Problem statement
The expected output is the complete data, reproduced exactly.
Top of Extracted entries
//! Biome classification and per-biome generation properties.
//!
//! A single low-frequency 2D noise field tags every world column with one of
//! four biomes; the properties table tells the terrain generator which
//! surface/subsurface blocks to lay down, how to scale terrain height, and
//! which trees (if any) the column may grow. The table is compiled in and
//! read-only, so biome lookups are safe from worker tasks.

use crate::noise::WorldNoise;
use crate::terrain::trees::TreeKind;

/// Sampling offset so the biome field does not mirror the height field,
/// which shares the same underlying generator.
const BIOME_NOISE_OFFSET: f64 = 10_000.0;
const BIOME_NOISE_FREQUENCY: f64 = 0.003;
const BIOME_NOISE_OCTAVES: u32 = 2;

#[derive(Clone, Copy, Debug, PartialEq, Eq, Hash)]
pub enum BiomeType {
    Desert,
    Plains,
    Forest,
    Tundra,
}

/// Generation parameters for one biome.
#[derive(Clone, Copy, Debug)]
pub struct BiomeProperties {
    pub name: &'static str,
    pub surface_block: crate::block::BlockType,
    pub subsurface_block: crate::block::BlockType,
    pub height_scale: f64,
    /// Fraction of eligible surface cells that sprout a tree (0..1).
    pub tree_density: f64,
    pub has_trees: bool,
    pub has_cacti: bool,
    pub primary_tree: TreeKind,
    pub secondary_tree: TreeKind,
    /// Probability that a sprouting tree uses the secondary kind.
    pub secondary_chance: f64,
}

impl BiomeType {
    /// Classify the biome at world column `(wx, wz)`.
    #[must_use]
    pub fn at(noise: &WorldNoise, wx: i32, wz: i32) -> Self {
        let v = noise.fbm2(
            f64::from(wx) + BIOME_NOISE_OFFSET,
            f64::from(wz) + BIOME_NOISE_OFFSET,
            BIOME_NOISE_OCTAVES,
            BIOME_NOISE_FREQUENCY,
            1.0,
            2.0,
            0.5,
        );
        match v {
            n if n < -0.3 => BiomeType::Desert,
            n if n < 0.1 => BiomeType::Plains,
            n if n < 0.5 => BiomeType::Forest,
            _ => BiomeType::Tundra,
        }
    }

    /// Static properties table lookup.
    #[must_use]
    pub fn properties(self) -> &'static BiomeProperties {
        use crate::block::BlockType;
        match self {
            BiomeType::Desert => &BiomeProperties {
                name: "desert",
                surface_block: BlockType::Sand,
                subsurface_block: BlockType::Sandstone,
                height_scale: 0.6,
                tree_density: 0.0,
                has_trees: false,
                has_cacti: true,
                primary_tree: TreeKind::Acacia,
                secondary_tree: TreeKind::Acacia,
                secondary_chance: 0.0,
            },
            BiomeType::Plains => &BiomeProperties {
                name: "plains",
                surface_block: BlockType::Grass,
                subsurface_block: BlockType::Dirt,
                height_scale: 0.8,
                tree_density: 0.02,
                has_trees: true,
                has_cacti: false,
                primary_tree: TreeKind::Oak,
                secondary_tree: TreeKind::Birch,
                secondary_chance: 0.2,
            },
            BiomeType::Forest => &BiomeProperties {
                name: "forest",
                surface_block: BlockType::Grass,
                subsurface_block: BlockType::Dirt,
                height_scale: 1.0,
                tree_density: 0.12,
                has_trees: true,
                has_cacti: false,
                primary_tree: TreeKind::Oak,
                secondary_tree: TreeKind::Birch,
                secondary_chance: 0.35,
            },
            BiomeType::Tundra => &BiomeProperties {
                name: "tundra",
                surface_block: BlockType::Snow,
                subsurface_block: BlockType::Dirt,
                height_scale: 1.2,
                tree_density: 0.05,
                has_trees: true,
                has_cacti: false,
                primary_tree: TreeKind::Spruce,
                secondary_tree: TreeKind::Spruce,
                secondary_chance: 0.0,
            },
        }
    }
}

#[cfg(test)]
mod tests {
    use super::*;

    #[test]
    fn classification_is_stable() {
        let noise = WorldNoise::new(42);
        for i in -32..32 {
            let wx = i * 57;
            let wz = i * -13;
            assert_eq!(BiomeType::at(&noise, wx, wz), BiomeType::at(&noise, wx, wz));
        }
    }

    #[test]
    fn all_biomes_reachable_over_a_large_area() {
        use std::collections::HashSet;
        let noise = WorldNoise::new(7);
        let mut seen = HashSet::new();
        for x in (-4000..4000).step_by(97) {
            for z in (-4000..4000).step_by(89) {
                seen.insert(BiomeType::at(&noise, x, z));
            }
        }
        assert!(seen.len() >= 3, "expected several biomes, saw {seen:?}");
    }

    #[test]
    fn desert_grows_cacti_not_trees() {
        let p = BiomeType::Desert.properties();
        assert!(p.has_cacti);
        assert!(!p.has_trees);
        assert_eq!(p.surface_block, crate::block::BlockType::Sand);
    }
}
Bottom of Extracted entries
Task output
//! Biome classification and per-biome generation properties.
//!
//! A single low-frequency 2D noise field tags every world column with one of
//! four biomes; the properties table tells the terrain generator which
//! surface/subsurface blocks to lay down, how to scale terrain height, and
//! which trees (if any) the column may grow. The table is compiled in and
//! read-only, so biome lookups are safe from worker tasks.

use crate::noise::WorldNoise;
use crate::terrain::trees::TreeKind;

/// Sampling offset so the biome field does not mirror the height field,
/// which shares the same underlying generator.
const BIOME_NOISE_OFFSET: f64 = 10_000.0;
const BIOME_NOISE_FREQUENCY: f64 = 0.003;
const BIOME_NOISE_OCTAVES: u32 = 2;

#[derive(Clone, Copy, Debug, PartialEq, Eq, Hash)]
pub enum BiomeType {
    Desert,
    Plains,
    Forest,
    Tundra,
}

/// Generation parameters for one biome.
#[derive(Clone, Copy, Debug)]
pub struct BiomeProperties {
    pub name: &'static str,
    pub surface_block: crate::block::BlockType,
    pub subsurface_block: crate::block::BlockType,
    pub height_scale: f64,
    /// Fraction of eligible surface cells that sprout a tree (0..1).
    pub tree_density: f64,
    pub has_trees: bool,
    pub has_cacti: bool,
    pub primary_tree: TreeKind,
    pub secondary_tree: TreeKind,
    /// Probability that a sprouting tree uses the secondary kind.
    pub secondary_chance: f64,
}

impl BiomeType {
    /// Classify the biome at world column `(wx, wz)`.
    #[must_use]
    pub fn at(noise: &WorldNoise, wx: i32, wz: i32) -> Self {
        let v = noise.fbm2(
            f64::from(wx) + BIOME_NOISE_OFFSET,
            f64::from(wz) + BIOME_NOISE_OFFSET,
            BIOME_NOISE_OCTAVES,
            BIOME_NOISE_FREQUENCY,
            1.0,
            2.0,
            0.5,
        );
        match v {
            n if n < -0.3 => BiomeType::Desert,
            n if n < 0.1 => BiomeType::Plains,
            n if n < 0.5 => BiomeType::Forest,
            _ => BiomeType::Tundra,
        }
    }

    /// Static properties table lookup.
    #[must_use]
    pub fn properties(self) -> &'static BiomeProperties {
        use crate::block::BlockType;
        match self {
            BiomeType::Desert => &BiomeProperties {
                name: "desert",
                surface_block: BlockType::Sand,
                subsurface_block: BlockType::Sandstone,
                height_scale: 0.6,
                tree_density: 0.0,
                has_trees: false,
                has_cacti: true,
                primary_tree: TreeKind::Acacia,
                secondary_tree: TreeKind::Acacia,
                secondary_chance: 0.0,
            },
            BiomeType::Plains => &BiomeProperties {
                name: "plains",
                surface_block: BlockType::Grass,
                subsurface_block: BlockType::Dirt,
                height_scale: 0.8,
                tree_density: 0.02,
                has_trees: true,
                has_cacti: false,
                primary_tree: TreeKind::Oak,
                secondary_tree: TreeKind::Birch,
                secondary_chance: 0.2,
            },
            BiomeType::Forest => &BiomeProperties {
                name: "forest",
                surface_block: BlockType::Grass,
                subsurface_block: BlockType::Dirt,
                height_scale: 1.0,
                tree_density: 0.12,
                has_trees: true,
                has_cacti: false,
                primary_tree: TreeKind::Oak,
                secondary_tree: TreeKind::Birch,
                secondary_chance: 0.35,
            },
            BiomeType::Tundra => &BiomeProperties {
                name: "tundra",
                surface_block: BlockType::Snow,
                subsurface_block: BlockType::Dirt,
                height_scale: 1.2,
                tree_density: 0.05,
                has_trees: true,
                has_cacti: false,
                primary_tree: TreeKind::Spruce,
                secondary_tree: TreeKind::Spruce,
                secondary_chance: 0.0,
            },
        }
    }
}

#[cfg(test)]
mod tests {
    use super::*;

    #[test]
    fn classification_is_stable() {
        let noise = WorldNoise::new(42);
        for i in -32..32 {
            let wx = i * 57;
            let wz = i * -13;
            assert_eq!(BiomeType::at(&noise, wx, wz), BiomeType::at(&noise, wx, wz));
        }
    }

    #[test]
    fn all_biomes_reachable_over_a_large_area() {
        use std::collections::HashSet;
        let noise = WorldNoise::new(7);
        let mut seen = HashSet::new();
        for x in (-4000..4000).step_by(97) {
            for z in (-4000..4000).step_by(89) {
                seen.insert(BiomeType::at(&noise, x, z));
            }
        }
        assert!(seen.len() >= 3, "expected several biomes, saw {seen:?}");
    }

    #[test]
    fn desert_grows_cacti_not_trees() {
        let p = BiomeType::Desert.properties();
        assert!(p.has_cacti);
        assert!(!p.has_trees);
        assert_eq!(p.surface_block, crate::block::BlockType::Sand);
    }
}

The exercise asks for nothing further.